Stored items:

+ + + + + + +

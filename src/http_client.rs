//! Shared HTTP agent construction and bounded response helpers.

use std::io::{self, Read, Write};
use std::time::Duration;

const CONNECT_TIMEOUT: Duration = Duration::from_secs(10);

/// Build an HTTP agent for the backend.
///
/// Only the connect phase is bounded by default; long-running calls such as a
/// synchronous training start may legitimately hold the connection for minutes.
pub(crate) fn build_agent(request_timeout: Option<Duration>) -> ureq::Agent {
    let mut builder = ureq::AgentBuilder::new()
        .timeout_connect(CONNECT_TIMEOUT)
        .user_agent(concat!("dishlab/", env!("CARGO_PKG_VERSION")));
    if let Some(timeout) = request_timeout {
        builder = builder.timeout(timeout);
    }
    builder.build()
}

/// Read a response into memory, enforcing a maximum byte size.
pub(crate) fn read_response_bytes(
    response: ureq::Response,
    max_bytes: usize,
) -> Result<Vec<u8>, io::Error> {
    check_content_length(&response, max_bytes)?;
    let reader = response.into_reader();
    let mut limited = reader.take(max_bytes as u64 + 1);
    let mut bytes = Vec::new();
    limited.read_to_end(&mut bytes)?;
    if bytes.len() > max_bytes {
        return Err(io::Error::new(
            io::ErrorKind::InvalidData,
            format!("Response exceeded {max_bytes} bytes"),
        ));
    }
    Ok(bytes)
}

/// Stream a response to the provided writer, enforcing a maximum byte size.
///
/// Returns the number of bytes written.
pub(crate) fn copy_response_to_writer(
    response: ureq::Response,
    writer: &mut impl Write,
    max_bytes: usize,
) -> Result<u64, io::Error> {
    check_content_length(&response, max_bytes)?;
    let reader = response.into_reader();
    let mut limited = reader.take(max_bytes as u64 + 1);
    let mut total = 0usize;
    let mut buf = [0u8; 64 * 1024];
    loop {
        let read = limited.read(&mut buf)?;
        if read == 0 {
            break;
        }
        total += read;
        if total > max_bytes {
            return Err(io::Error::new(
                io::ErrorKind::InvalidData,
                format!("Response exceeded {max_bytes} bytes"),
            ));
        }
        writer.write_all(&buf[..read])?;
    }
    Ok(total as u64)
}

fn check_content_length(response: &ureq::Response, max_bytes: usize) -> Result<(), io::Error> {
    let Some(length) = response.header("Content-Length") else {
        return Ok(());
    };
    let Ok(length) = length.parse::<u64>() else {
        return Ok(());
    };
    if length > max_bytes as u64 {
        return Err(io::Error::new(
            io::ErrorKind::InvalidData,
            format!("Response too large: {length} bytes"),
        ));
    }
    Ok(())
}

+ + + + + + +

**WHAT TO WORK ON**:
Each entry should be written out again exactly, with no word left out.

**RESPONSE TO THE EXERCISE**:
filename src/http_client.rs
//! Shared HTTP agent construction and bounded response helpers.

use std::io::{self, Read, Write};
use std::time::Duration;

const CONNECT_TIMEOUT: Duration = Duration::from_secs(10);

/// Build an HTTP agent for the backend.
///
/// Only the connect phase is bounded by default; long-running calls such as a
/// synchronous training start may legitimately hold the connection for minutes.
pub(crate) fn build_agent(request_timeout: Option<Duration>) -> ureq::Agent {
    let mut builder = ureq::AgentBuilder::new()
        .timeout_connect(CONNECT_TIMEOUT)
        .user_agent(concat!("dishlab/", env!("CARGO_PKG_VERSION")));
    if let Some(timeout) = request_timeout {
        builder = builder.timeout(timeout);
    }
    builder.build()
}

/// Read a response into memory, enforcing a maximum byte size.
pub(crate) fn read_response_bytes(
    response: ureq::Response,
    max_bytes: usize,
) -> Result<Vec<u8>, io::Error> {
    check_content_length(&response, max_bytes)?;
    let reader = response.into_reader();
    let mut limited = reader.take(max_bytes as u64 + 1);
    let mut bytes = Vec::new();
    limited.read_to_end(&mut bytes)?;
    if bytes.len() > max_bytes {
        return Err(io::Error::new(
            io::ErrorKind::InvalidData,
            format!("Response exceeded {max_bytes} bytes"),
        ));
    }
    Ok(bytes)
}

/// Stream a response to the provided writer, enforcing a maximum byte size.
///
/// Returns the number of bytes written.
pub(crate) fn copy_response_to_writer(
    response: ureq::Response,
    writer: &mut impl Write,
    max_bytes: usize,
) -> Result<u64, io::Error> {
    check_content_length(&response, max_bytes)?;
    let reader = response.into_reader();
    let mut limited = reader.take(max_bytes as u64 + 1);
    let mut total = 0usize;
    let mut buf = [0u8; 64 * 1024];
    loop {
        let read = limited.read(&mut buf)?;
        if read == 0 {
            break;
        }
        total += read;
        if total > max_bytes {
            return Err(io::Error::new(
                io::ErrorKind::InvalidData,
                format!("Response exceeded {max_bytes} bytes"),
            ));
        }
        writer.write_all(&buf[..read])?;
    }
    Ok(total as u64)
}

fn check_content_length(response: &ureq::Response, max_bytes: usize) -> Result<(), io::Error> {
    let Some(length) = response.header("Content-Length") else {
        return Ok(());
    };
    let Ok(length) = length.parse::<u64>() else {
        return Ok(());
    };
    if length > max_bytes as u64 {
        return Err(io::Error::new(
            io::ErrorKind::InvalidData,
            format!("Response too large: {length} bytes"),
        ));
    }
    Ok(())
}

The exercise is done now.